In a written parliamentary answer to Helen Grant, Tory MP for Maidstone and the Weald, Mr Blunt said 36,202 prisoners were on the "enhanced level" of the incentives and earned privileges scheme and "eligible to have a games console of their own in their possession".
"To establish how many of those eligible actually had a games console of their own would necessitate asking each prisoner individually at disproportionate cost," said Mr Blunt. "Since July 23, 2008, no public funds have been used to purchase games consoles for adult prisoners. They must be purchased by the prisoner or his/her family or friends."
Mr Blunt also said 83,017 prisoners were eligible to rent in-cell televisions under the good behaviour scheme - 97% of the 85,269 people currently jailed in England and Wales.
Philip Davies, Tory MP for Shipley, asked what video games had to do with rehabilitation as he hit out at the figures.

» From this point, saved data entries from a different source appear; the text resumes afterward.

//! Task and subtask types shared by the codec, snapshot, and tools.
//!
//! These types carry no I/O and no clock. "Today" is always passed in by the
//! caller so every derived value stays deterministic in tests.

use std::collections::BTreeSet;
use std::fmt;
use std::hash::{Hash, Hasher};
use std::str::FromStr;

use chrono::NaiveDate;
use regex::Regex;
use serde::{Deserialize, Serialize};
use std::sync::LazyLock;

/// Priority assigned when a document or tool call does not name one.
pub const DEFAULT_PRIORITY: u8 = 2;

static COMMENT_RE: LazyLock<Regex> =
    LazyLock::new(|| Regex::new(r"<!--.*?-->").expect("comment regex is valid"));

/// Task lifecycle status.
#[derive(Debug, Clone, Copy, PartialEq, Eq, Hash, Serialize, Deserialize)]
#[serde(rename_all = "snake_case")]
pub enum TaskStatus {
    Open,
    InProgress,
    Done,
}

impl TaskStatus {
    /// Checkbox symbol used in task headers.
    pub fn symbol(self) -> char {
        match self {
            TaskStatus::Open => ' ',
            TaskStatus::InProgress => '~',
            TaskStatus::Done => 'x',
        }
    }

    pub fn from_symbol(symbol: char) -> Option<Self> {
        match symbol {
            ' ' => Some(TaskStatus::Open),
            '~' => Some(TaskStatus::InProgress),
            'x' => Some(TaskStatus::Done),
            _ => None,
        }
    }

    pub fn as_str(self) -> &'static str {
        match self {
            TaskStatus::Open => "open",
            TaskStatus::InProgress => "in_progress",
            TaskStatus::Done => "done",
        }
    }
}

impl fmt::Display for TaskStatus {
    fn fmt(&self, f: &mut fmt::Formatter<'_>) -> fmt::Result {
        f.write_str(self.as_str())
    }
}

impl FromStr for TaskStatus {
    type Err = String;

    fn from_str(value: &str) -> Result<Self, Self::Err> {
        match value.trim().to_ascii_lowercase().as_str() {
            "open" => Ok(TaskStatus::Open),
            "in_progress" | "in-progress" => Ok(TaskStatus::InProgress),
            "done" => Ok(TaskStatus::Done),
            other => Err(format!(
                "invalid status '{other}' (expected open, in_progress or done)"
            )),
        }
    }
}

/// Checklist item nested under a task, addressed by position only.
#[derive(Debug, Clone, PartialEq, Eq, Serialize, Deserialize)]
pub struct Subtask {
    pub title: String,
    pub done: bool,
}

impl Subtask {
    pub fn new(title: impl Into<String>) -> Self {
        Self {
            title: title.into(),
            done: false,
        }
    }
}

/// A uniquely identified unit of work.
///
/// Identity is the `id` alone: two tasks with the same id compare equal even
/// when their contents differ.
#[derive(Debug, Clone, Serialize, Deserialize)]
pub struct Task {
    pub id: u32,
    /// Full free text. The first line is the title.
    pub description: String,
    pub status: TaskStatus,
    /// 1 = high, 3 = low.
    pub priority: u8,
    pub created: Option<NaiveDate>,
    pub tags: BTreeSet<String>,
    pub subtasks: Vec<Subtask>,
}

impl Task {
    pub fn new(id: u32, description: impl Into<String>) -> Self {
        Self {
            id,
            description: description.into(),
            status: TaskStatus::Open,
            priority: DEFAULT_PRIORITY,
            created: None,
            tags: BTreeSet::new(),
            subtasks: Vec::new(),
        }
    }

    /// First description line with any `<!-- ... -->` markup removed.
    ///
    /// A line without comments is returned verbatim, surrounding spaces included.
    pub fn title(&self) -> String {
        let first = self.description.lines().next().unwrap_or("");
        if COMMENT_RE.is_match(first) {
            strip_comments(first)
        } else {
            first.to_string()
        }
    }

    pub fn is_done(&self) -> bool {
        self.status == TaskStatus::Done
    }

    /// Whole days between `created` and `today`; `None` without a creation date.
    pub fn days_since_created(&self, today: NaiveDate) -> Option<i64> {
        self.created.map(|created| (today - created).num_days())
    }
}

impl PartialEq for Task {
    fn eq(&self, other: &Self) -> bool {
        self.id == other.id
    }
}

impl Eq for Task {}

impl Hash for Task {
    fn hash<H: Hasher>(&self, state: &mut H) {
        self.id.hash(state);
    }
}

/// Remove HTML comments from a single line and normalize surrounding spaces.
pub fn strip_comments(line: &str) -> String {
    COMMENT_RE.replace_all(line, "").trim().to_string()
}

/// Next unused id: one past the highest id in the document.
pub fn next_task_id(tasks: &[Task]) -> u32 {
    tasks.iter().map(|task| task.id).max().unwrap_or(0) + 1
}

#[cfg(test)]
mod tests {
    use super::*;

    #[test]
    fn title_strips_comment_markup() {
        let task = Task::new(1, "Ship it <!-- created: yesterday -->\nmore");
        assert_eq!(task.title(), "Ship it");
    }

    #[test]
    fn title_without_comments_keeps_spacing() {
        let task = Task::new(1, "Fix bug  \nmore");
        assert_eq!(task.title(), "Fix bug  ");
    }

    #[test]
    fn task_serializes_created_as_iso_date() {
        let mut task = Task::new(3, "Ship");
        task.created = NaiveDate::from_ymd_opt(2026, 10, 1);
        let value = serde_json::to_value(&task).expect("serialize");
        assert_eq!(value["created"], "2026-10-01");
        assert_eq!(value["status"], "open");
        let back: Task = serde_json::from_value(value).expect("deserialize");
        assert_eq!(back.created, task.created);
    }

    #[test]
    fn equality_is_by_id_only() {
        let a = Task::new(4, "one");
        let mut b = Task::new(4, "two");
        b.status = TaskStatus::Done;
        assert_eq!(a, b);
        assert_ne!(a, Task::new(5, "one"));
    }

    #[test]
    fn status_parses_common_spellings() {
        assert_eq!("in-progress".parse::<TaskStatus>(), Ok(TaskStatus::InProgress));
        assert_eq!(" DONE ".parse::<TaskStatus>(), Ok(TaskStatus::Done));
        assert!("blocked".parse::<TaskStatus>().is_err());
    }

    #[test]
    fn next_id_skips_past_highest() {
        let tasks = vec![Task::new(3, "a"), Task::new(7, "b"), Task::new(1, "c")];
        assert_eq!(next_task_id(&tasks), 8);
        assert_eq!(next_task_id(&[]), 1);
    }
}
//! Conversation types exchanged with the model transport.
//!
//! The shapes follow the Messages API wire format so the HTTP transport can
//! serialize them directly.

use serde::{Deserialize, Serialize};
use serde_json::Value;

#[derive(Debug, Clone, Copy, PartialEq, Eq, Serialize, Deserialize)]
#[serde(rename_all = "lowercase")]
pub enum Role {
    User,
    Assistant,
}

/// One typed segment of a conversation turn.
#[derive(Debug, Clone, PartialEq, Serialize, Deserialize)]
#[serde(tag = "type", rename_all = "snake_case")]
pub enum ContentBlock {
    Text {
        text: String,
    },
    ToolUse {
        id: String,
        name: String,
        input: Value,
    },
    ToolResult {
        tool_use_id: String,
        content: String,
        #[serde(default, skip_serializing_if = "Option::is_none")]
        is_error: Option<bool>,
    },
    /// Block types this client does not interpret (e.g. thinking).
    #[serde(other)]
    Unsupported,
}

impl ContentBlock {
    pub fn text(text: impl Into<String>) -> Self {
        ContentBlock::Text { text: text.into() }
    }
}

/// A conversation turn.
#[derive(Debug, Clone, PartialEq, Serialize, Deserialize)]
pub struct Message {
    pub role: Role,
    pub content: Vec<ContentBlock>,
}

impl Message {
    pub fn user_text(text: impl Into<String>) -> Self {
        Self {
            role: Role::User,
            content: vec![ContentBlock::text(text)],
        }
    }
}

/// Model-facing description of a tool.
#[derive(Debug, Clone, PartialEq, Serialize, Deserialize)]
pub struct ToolDeclaration {
    pub name: String,
    pub description: String,
    pub input_schema: Value,
}

#[derive(Debug, Clone, PartialEq, Serialize)]
pub struct ModelRequest {
    pub model: String,
    pub max_tokens: u32,
    pub system: String,
    pub messages: Vec<Message>,
    #[serde(skip_serializing_if = "Vec::is_empty")]
    pub tools: Vec<ToolDeclaration>,
}

#[derive(Debug, Clone, PartialEq, Serialize, Deserialize)]
pub struct ModelResponse {
    pub content: Vec<ContentBlock>,
    #[serde(default)]
    pub stop_reason: Option<String>,
}

/// Why the model stopped generating.
#[derive(Debug, Clone, PartialEq, Eq)]
pub enum StopReason {
    EndTurn,
    ToolUse,
    Other(Option<String>),
}

impl ModelResponse {
    pub fn stop(&self) -> StopReason {
        match self.stop_reason.as_deref() {
            Some("end_turn") => StopReason::EndTurn,
            Some("tool_use") => StopReason::ToolUse,
            other => StopReason::Other(other.map(str::to_string)),
        }
    }

    /// All text segments concatenated in order.
    pub fn text(&self) -> String {
        self.content
            .iter()
            .filter_map(|block| match block {
                ContentBlock::Text { text } => Some(text.as_str()),
                _ => None,
            })
            .collect::<Vec<_>>()
            .concat()
    }
}

#[cfg(test)]
mod tests {
    use super::*;
    use serde_json::json;

    #[test]
    fn deserializes_tool_use_response() {
        let raw = json!({
            "id": "msg_1",
            "type": "message",
            "role": "assistant",
            "content": [
                {"type": "text", "text": "Checking."},
                {"type": "thinking", "thinking": "hmm"},
                {"type": "tool_use", "id": "toolu_1", "name": "list_tasks", "input": {}}
            ],
            "stop_reason": "tool_use"
        });
        let response: ModelResponse = serde_json::from_value(raw).expect("parse");
        assert_eq!(response.stop(), StopReason::ToolUse);
        assert_eq!(response.content[1], ContentBlock::Unsupported);
        assert_eq!(response.text(), "Checking.");
    }

    #[test]
    fn tool_result_serializes_with_matching_id() {
        let block = ContentBlock::ToolResult {
            tool_use_id: "toolu_1".to_string(),
            content: "ok".to_string(),
            is_error: None,
        };
        assert_eq!(
            serde_json::to_value(&block).expect("serialize"),
            json!({"type": "tool_result", "tool_use_id": "toolu_1", "content": "ok"})
        );
    }

    #[test]
    fn unknown_stop_reason_is_preserved() {
        let response = ModelResponse {
            content: Vec::new(),
            stop_reason: Some("max_tokens".to_string()),
        };
        assert_eq!(
            response.stop(),
            StopReason::Other(Some("max_tokens".to_string()))
        );
    }
}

"It's just further evidence that prisons resemble more of a holiday camp than a place of punishment," he said "When people reflect on the reasons that inmates are in prison they will be appalled that prisoners are allowed to do this kind of thing. Prison should be a punishment for committing either serious or persistent offences. Most people will conclude that prison has completely lost sight of what its purpose is - punishing or even rehabilitating people."
In 2008, an audit turned up 12,948 games consoles in prisons and young offender institutions, with £221,726 of taxpayers' money spent on PlayStation, Xbox and Nintendo systems and software.
Last year it emerged that more than 4,000 prisoners had satellite television in their cells.